| TASK REQUIREMENTS |
The expected output is each line in the data below that includes the string "SOUN".

-- SUPPLIED DATA follows --

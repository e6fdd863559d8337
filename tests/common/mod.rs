//! Synthesized MP4 files for integration tests.
//!
//! [`FragmentedBuilder`] produces an `ftyp` + `moov` + (`moof` + `mdat`)*
//! file with an AAC track and a video track sharing every fragment.
//! [`flat_audio`] produces a non-fragmented file with one AAC track whose
//! samples sit in a single chunk.

#![allow(dead_code)]

use bytes::Bytes;
use fraglift_media::mp4::{
    ContainerBox, EsdsBox, FtypBox, HdlrBox, MdatBox, MdhdBox, MfhdBox, Mp4aBox, OpaqueBox,
    StcoBox, StscBox, StscEntry, StsdBox, StszBox, TfdtBox, TfhdBox, TkhdBox, TrexBox, TrunBox,
};
use fraglift_media::{FourCc, Mp4Box, Mp4File};
use std::path::{Path, PathBuf};

pub const AUDIO_TRACK: u32 = 1;
pub const VIDEO_TRACK: u32 = 2;

/// AAC LC, 48 kHz, stereo.
pub const AAC_LC_48K_STEREO: [u8; 2] = [0x11, 0x90];

pub fn ftyp(major: &[u8; 4]) -> Mp4Box {
    FtypBox {
        major_brand: FourCc(*major),
        minor_version: 0,
        compatible_brands: vec![FourCc(*b"isom"), FourCc(*b"iso6")],
    }
    .into()
}

fn audio_stsd() -> StsdBox {
    StsdBox {
        entries: vec![Mp4aBox::new(2, 48_000, EsdsBox::for_aac(&AAC_LC_48K_STEREO)).into()],
        ..Default::default()
    }
}

fn video_stsd() -> StsdBox {
    StsdBox {
        entries: vec![OpaqueBox::new(FourCc(*b"avc1"), vec![0u8; 78]).into()],
        ..Default::default()
    }
}

pub fn trak(track_id: u32, handler: FourCc, stsd: StsdBox, tables: Vec<Mp4Box>) -> Mp4Box {
    let mut stbl = vec![stsd.into()];
    stbl.extend(tables);
    let minf = ContainerBox::new(
        FourCc::MINF,
        vec![ContainerBox::new(FourCc::STBL, stbl).into()],
    );
    let mdia = ContainerBox::new(
        FourCc::MDIA,
        vec![
            MdhdBox::new(48_000).into(),
            HdlrBox::new(handler, "fraglift test").into(),
            minf.into(),
        ],
    );
    ContainerBox::new(
        FourCc::TRAK,
        vec![TkhdBox::new(track_id).into(), mdia.into()],
    )
    .into()
}

fn trex(track_id: u32, default_sample_size: u32) -> Mp4Box {
    TrexBox {
        track_id,
        default_sample_description_index: 1,
        default_sample_size,
        ..Default::default()
    }
    .into()
}

/// One fragment: the audio samples and the video samples it carries.
#[derive(Debug, Clone, Default)]
pub struct FragmentSpec {
    pub audio: Vec<Vec<u8>>,
    pub video: Vec<Vec<u8>>,
}

/// Builds fragmented files. Video data precedes audio data in each `mdat`,
/// so audio is only found through its moof-relative data offset.
#[derive(Debug, Clone, Default)]
pub struct FragmentedBuilder {
    fragments: Vec<FragmentSpec>,
    with_audio: bool,
    with_video: bool,
    uuid_box: bool,
}

impl FragmentedBuilder {
    pub fn new() -> Self {
        Self {
            with_audio: true,
            with_video: true,
            ..Default::default()
        }
    }

    pub fn audio_only(mut self) -> Self {
        self.with_video = false;
        self
    }

    pub fn video_only(mut self) -> Self {
        self.with_audio = false;
        self
    }

    /// Insert a `uuid` box between the movie box and the first fragment.
    pub fn with_uuid_box(mut self) -> Self {
        self.uuid_box = true;
        self
    }

    pub fn fragment(mut self, audio: &[&[u8]], video: &[&[u8]]) -> Self {
        self.fragments.push(FragmentSpec {
            audio: audio.iter().map(|s| s.to_vec()).collect(),
            video: video.iter().map(|s| s.to_vec()).collect(),
        });
        self
    }

    pub fn boxes(&self) -> Vec<Mp4Box> {
        let mut traks = Vec::new();
        let mut trexes = Vec::new();
        if self.with_audio {
            traks.push(trak(AUDIO_TRACK, FourCc::SOUN, audio_stsd(), vec![]));
            trexes.push(trex(AUDIO_TRACK, 0));
        }
        if self.with_video {
            traks.push(trak(VIDEO_TRACK, FourCc::VIDE, video_stsd(), vec![]));
            trexes.push(trex(VIDEO_TRACK, 0));
        }
        let mut moov = traks;
        moov.push(ContainerBox::new(FourCc::MVEX, trexes).into());

        let mut boxes = vec![ftyp(b"iso6"), ContainerBox::new(FourCc::MOOV, moov).into()];
        if self.uuid_box {
            let mut uuid = OpaqueBox::new(FourCc::UUID, vec![0x42; 12]);
            uuid.user_type = Some([0x5a; 16]);
            boxes.push(uuid.into());
        }

        for (i, spec) in self.fragments.iter().enumerate() {
            let (moof, mdat) = self.fragment_boxes(i as u32 + 1, spec);
            boxes.push(moof);
            boxes.push(mdat);
        }
        boxes
    }

    fn fragment_boxes(&self, sequence_number: u32, spec: &FragmentSpec) -> (Mp4Box, Mp4Box) {
        let video_len: usize = spec.video.iter().map(Vec::len).sum();
        let audio_sizes: Vec<u32> = spec.audio.iter().map(|s| s.len() as u32).collect();
        let video_sizes: Vec<u32> = spec.video.iter().map(|s| s.len() as u32).collect();

        let build = |moof_size: u32| {
            let payload_start = moof_size as i32 + 8;
            let mut children = vec![MfhdBox {
                sequence_number,
                ..Default::default()
            }
            .into()];
            if self.with_video {
                children.push(
                    ContainerBox::new(
                        FourCc::TRAF,
                        vec![
                            TfhdBox::new(VIDEO_TRACK).into(),
                            TrunBox::with_sizes(&video_sizes)
                                .with_data_offset(payload_start)
                                .into(),
                        ],
                    )
                    .into(),
                );
            }
            if !self.with_audio {
                return ContainerBox::new(FourCc::MOOF, children);
            }
            children.push(
                ContainerBox::new(
                    FourCc::TRAF,
                    vec![
                        TfhdBox::new(AUDIO_TRACK).into(),
                        TfdtBox {
                            base_media_decode_time: u64::from(sequence_number - 1) * 1024,
                            ..Default::default()
                        }
                        .into(),
                        TrunBox::with_sizes(&audio_sizes)
                            .with_data_offset(payload_start + video_len as i32)
                            .into(),
                    ],
                )
                .into(),
            );
            ContainerBox::new(FourCc::MOOF, children)
        };

        let moof_size = build(0).size() as u32;
        let moof = build(moof_size);

        let mut data = Vec::new();
        for sample in spec.video.iter().chain(&spec.audio) {
            data.extend_from_slice(sample);
        }
        (moof.into(), MdatBox::new(data).into())
    }

    pub fn build(&self) -> Bytes {
        Mp4File::from_boxes(self.boxes())
            .expect("encode fixture")
            .source()
            .clone()
    }
}

/// Non-fragmented file with one AAC track; all samples in one chunk.
pub fn flat_audio(samples: &[&[u8]]) -> Bytes {
    let sizes: Vec<u32> = samples.iter().map(|s| s.len() as u32).collect();
    let boxes = |chunk_offset: u32| {
        let tables = vec![
            StszBox::with_sizes(sizes.clone()).into(),
            StscBox {
                entries: vec![StscEntry {
                    first_chunk: 1,
                    samples_per_chunk: samples.len() as u32,
                    sample_description_index: 1,
                }],
                ..Default::default()
            }
            .into(),
            StcoBox {
                chunk_offsets: vec![chunk_offset],
                ..Default::default()
            }
            .into(),
        ];
        let moov = ContainerBox::new(
            FourCc::MOOV,
            vec![trak(AUDIO_TRACK, FourCc::SOUN, audio_stsd(), tables)],
        );
        let data: Vec<u8> = samples.concat();
        vec![ftyp(b"isom"), moov.into(), MdatBox::new(data).into()]
    };

    let draft = boxes(0);
    let payload_offset = (draft[0].size() + draft[1].size() + 8) as u32;
    Mp4File::from_boxes(boxes(payload_offset))
        .expect("encode fixture")
        .source()
        .clone()
}

/// A typical two-fragment file: two audio samples per fragment, interleaved
/// with video.
pub fn two_fragment_file() -> Bytes {
    FragmentedBuilder::new()
        .fragment(&[b"AAAA", b"BB"], &[b"vvvvvv"])
        .fragment(&[b"CCC"], &[b"ww", b"xx"])
        .build()
}

pub fn write_fixture(dir: &Path, name: &str, data: &[u8]) -> PathBuf {
    let path = dir.join(name);
    std::fs::write(&path, data).expect("write fixture");
    path
}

-- SUPPLIED DATA concluded --

| EXPECTED ANSWER |
            traks.push(trak(AUDIO_TRACK, FourCc::SOUN, audio_stsd(), vec![]));
            vec![trak(AUDIO_TRACK, FourCc::SOUN, audio_stsd(), tables)],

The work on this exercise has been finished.